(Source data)
>>>

//! Cache Key Derivation
//!
//! Turns an operation name and its arguments into a deterministic string key.

use std::collections::hash_map::DefaultHasher;
use std::fmt;
use std::hash::{Hash, Hasher};

/// Separator between argument hashes.
const ARG_SEPARATOR: &str = ":";

/// Hashes a value with a fixed-key hasher.
///
/// The result is identical for equal inputs for the whole life of the
/// process, which is as long as any cached entry can live.
pub fn stable_hash<T: Hash + ?Sized>(value: &T) -> u64 {
    let mut hasher = DefaultHasher::new();
    value.hash(&mut hasher);
    hasher.finish()
}

// == Cache Key ==
/// Builder for the key under which one call's result is cached.
///
/// Only the arguments passed to [`CacheKey::arg`] take part in the key, so
/// a caller can leave out arguments that do not affect the result. With no
/// arguments the key is the operation name itself.
///
/// By default the operation name is not part of a key built from
/// arguments: two operations called with equal arguments share a key.
/// Use [`CacheKey::namespaced`] or a separate store per operation when
/// that matters.
///
/// ```
/// use cold_storage::memo::CacheKey;
///
/// let key = CacheKey::new("computeArea").arg(&5).arg(&10).namespaced();
/// assert!(key.to_string().starts_with("computeArea("));
/// assert_eq!(CacheKey::new("loadConfig").to_string(), "loadConfig");
/// ```
#[derive(Debug, Clone, PartialEq, Eq)]
pub struct CacheKey {
    operation: String,
    arg_hashes: Vec<u64>,
    namespaced: bool,
}

impl CacheKey {
    pub fn new(operation: impl Into<String>) -> Self {
        Self {
            operation: operation.into(),
            arg_hashes: Vec::new(),
            namespaced: false,
        }
    }

    /// Adds one argument to the key.
    pub fn arg<T: Hash + ?Sized>(mut self, value: &T) -> Self {
        self.arg_hashes.push(stable_hash(value));
        self
    }

    /// Prefixes the argument hashes with the operation name.
    pub fn namespaced(mut self) -> Self {
        self.namespaced = true;
        self
    }

    /// The operation name the key was built for.
    pub fn operation(&self) -> &str {
        &self.operation
    }
}

impl fmt::Display for CacheKey {
    fn fmt(&self, f: &mut fmt::Formatter<'_>) -> fmt::Result {
        if self.arg_hashes.is_empty() {
            return f.write_str(&self.operation);
        }

        let hashes = self
            .arg_hashes
            .iter()
            .map(u64::to_string)
            .collect::<Vec<_>>()
            .join(ARG_SEPARATOR);

        if self.namespaced {
            write!(f, "{}({})", self.operation, hashes)
        } else {
            f.write_str(&hashes)
        }
    }
}

impl From<CacheKey> for String {
    fn from(key: CacheKey) -> Self {
        key.to_string()
    }
}
//! Cache Statistics Module
//!
//! Counters describing how a store has been used since it was created.

use serde::Serialize;

// == Cache Stats ==
/// Tracks cache performance metrics.
#[derive(Debug, Clone, Default, PartialEq, Eq, Serialize)]
pub struct CacheStats {
    /// Lookups that returned a live value
    pub hits: u64,
    /// Lookups that found nothing or only an expired entry
    pub misses: u64,
    /// Values written through `put`
    pub inserts: u64,
    /// Entries deleted through `remove` or `clear`
    pub removals: u64,
    /// Live entries dropped to stay within the capacity bound
    pub evictions: u64,
    /// Expired entries reclaimed lazily, by a sweep, or before eviction
    pub expirations: u64,
    /// Current number of entries in the cache
    pub total_entries: usize,
}

impl CacheStats {
    pub fn new() -> Self {
        Self::default()
    }

    // == Hit Rate ==
    /// Returns hits / (hits + misses), or 0.0 before the first lookup.
    pub fn hit_rate(&self) -> f64 {
        let lookups = self.hits + self.misses;
        if lookups == 0 {
            0.0
        } else {
            self.hits as f64 / lookups as f64
        }
    }

    pub fn record_hit(&mut self) {
        self.hits += 1;
    }

    pub fn record_miss(&mut self) {
        self.misses += 1;
    }

    pub fn record_insert(&mut self) {
        self.inserts += 1;
    }

    pub fn record_removals(&mut self, count: usize) {
        self.removals += count as u64;
    }

    pub fn record_eviction(&mut self) {
        self.evictions += 1;
    }

    pub fn record_expirations(&mut self, count: usize) {
        self.expirations += count as u64;
    }

    pub fn set_total_entries(&mut self, count: usize) {
        self.total_entries = count;
    }
}
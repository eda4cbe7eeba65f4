//! Cold Storage - A process-local memoization cache
//!
//! Keyed value storage with TTL expiration and LRU eviction, plus cache-aware
//! call wrappers that compute missing values off the calling task.

pub mod cache;
pub mod config;
pub mod error;
pub mod memo;
pub mod tasks;

pub use cache::{CacheStats, CacheStore, ColdStorage};
pub use config::Config;
pub use error::{ColdStorageError, Result};
pub use memo::{CacheKey, FnCallback, FreezeOptions, Freezer, OperationCallback};
pub use tasks::spawn_sweep_task;
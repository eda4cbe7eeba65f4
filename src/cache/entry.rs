//! Cache Entry Module
//!
//! Defines the structure for individual cache entries with TTL support.

use std::time::Duration;

use crate::cache::clock::duration_to_ms_ceil;

// == Cache Entry ==
/// A stored value together with its insertion and expiry stamps.
///
/// Timestamps are milliseconds read from the owning store's clock.
#[derive(Debug, Clone, PartialEq, Eq)]
pub struct CacheEntry<V> {
    /// The stored value
    pub value: V,
    /// Insertion time
    pub created_at: u64,
    /// Expiration time, None = no expiration
    pub expires_at: Option<u64>,
}

impl<V> CacheEntry<V> {
    // == Constructor ==
    /// Creates an entry stamped at `now_ms`, expiring `ttl` later if given.
    ///
    /// A TTL with a sub-millisecond fraction is rounded up to the next
    /// millisecond.
    pub fn new(value: V, now_ms: u64, ttl: Option<Duration>) -> Self {
        let expires_at = ttl.map(|ttl| now_ms.saturating_add(duration_to_ms_ceil(ttl)));

        Self {
            value,
            created_at: now_ms,
            expires_at,
        }
    }

    // == Is Expired ==
    /// Checks if the entry has expired at `now_ms`.
    ///
    /// An entry is expired once `now_ms >= expires_at`, so a zero TTL
    /// produces an entry that is already expired.
    pub fn is_expired_at(&self, now_ms: u64) -> bool {
        match self.expires_at {
            Some(expires) => now_ms >= expires,
            None => false,
        }
    }

    // == Time To Live ==
    /// Returns remaining TTL in milliseconds, or None if no expiration is set.
    ///
    /// Expired entries report `Some(0)`.
    pub fn ttl_remaining_ms(&self, now_ms: u64) -> Option<u64> {
        self.expires_at.map(|expires| expires.saturating_sub(now_ms))
    }

    /// Milliseconds since the entry was stored.
    pub fn age_ms(&self, now_ms: u64) -> u64 {
        now_ms.saturating_sub(self.created_at)
    }
}

// == Unit Tests ==
#[cfg(test)]
mod tests {
    use super::*;

    #[test]
    fn test_entry_creation_no_ttl() {
        let entry = CacheEntry::new("test_value", 1_000, None);

        assert_eq!(entry.value, "test_value");
        assert_eq!(entry.created_at, 1_000);
        assert!(entry.expires_at.is_none());
        assert!(!entry.is_expired_at(u64::MAX));
    }

    #[test]
    fn test_entry_creation_with_ttl() {
        let entry = CacheEntry::new(7u32, 1_000, Some(Duration::from_millis(500)));

        assert_eq!(entry.expires_at, Some(1_500));
        assert!(!entry.is_expired_at(1_499));
    }

    #[test]
    fn test_expiration_boundary_condition() {
        let entry = CacheEntry::new((), 1_000, Some(Duration::from_millis(500)));

        assert!(entry.is_expired_at(1_500), "Entry should be expired at boundary");
        assert!(entry.is_expired_at(2_000));
    }

    #[test]
    fn test_zero_ttl_is_expired_immediately() {
        let entry = CacheEntry::new((), 1_000, Some(Duration::ZERO));
        assert!(entry.is_expired_at(1_000));
    }

    #[test]
    fn test_fractional_ttl_rounds_up() {
        let entry = CacheEntry::new((), 1_000, Some(Duration::from_micros(900)));
        assert_eq!(entry.expires_at, Some(1_001));
        assert!(!entry.is_expired_at(1_000));

        let entry = CacheEntry::new((), 1_000, Some(Duration::from_micros(1_900)));
        assert_eq!(entry.expires_at, Some(1_002));
        assert!(!entry.is_expired_at(1_001));
    }

    #[test]
    fn test_ttl_remaining() {
        let entry = CacheEntry::new((), 1_000, Some(Duration::from_secs(10)));

        assert_eq!(entry.ttl_remaining_ms(1_000), Some(10_000));
        assert_eq!(entry.ttl_remaining_ms(4_000), Some(7_000));
        assert_eq!(entry.ttl_remaining_ms(20_000), Some(0));
    }

    #[test]
    fn test_ttl_remaining_no_expiration() {
        let entry = CacheEntry::new((), 1_000, None);
        assert!(entry.ttl_remaining_ms(5_000).is_none());
    }

    #[test]
    fn test_huge_ttl_saturates() {
        let entry = CacheEntry::new((), 1_000, Some(Duration::MAX));
        assert_eq!(entry.expires_at, Some(u64::MAX));
        assert!(!entry.is_expired_at(u64::MAX - 1));
    }

    #[test]
    fn test_age() {
        let entry = CacheEntry::new((), 1_000, None);
        assert_eq!(entry.age_ms(1_250), 250);
        assert_eq!(entry.age_ms(500), 0);
    }
}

<<<

◆ **What is being asked**: Which of the lines above carry the string "namespaced"? Copy every one.

◆ **Solution to the problem**:
/// Use [`CacheKey::namespaced`] or a separate store per operation when
/// let key = CacheKey::new("computeArea").arg(&5).arg(&10).namespaced();
    namespaced: bool,
            namespaced: false,
    pub fn namespaced(mut self) -> Self {
        self.namespaced = true;
        if self.namespaced {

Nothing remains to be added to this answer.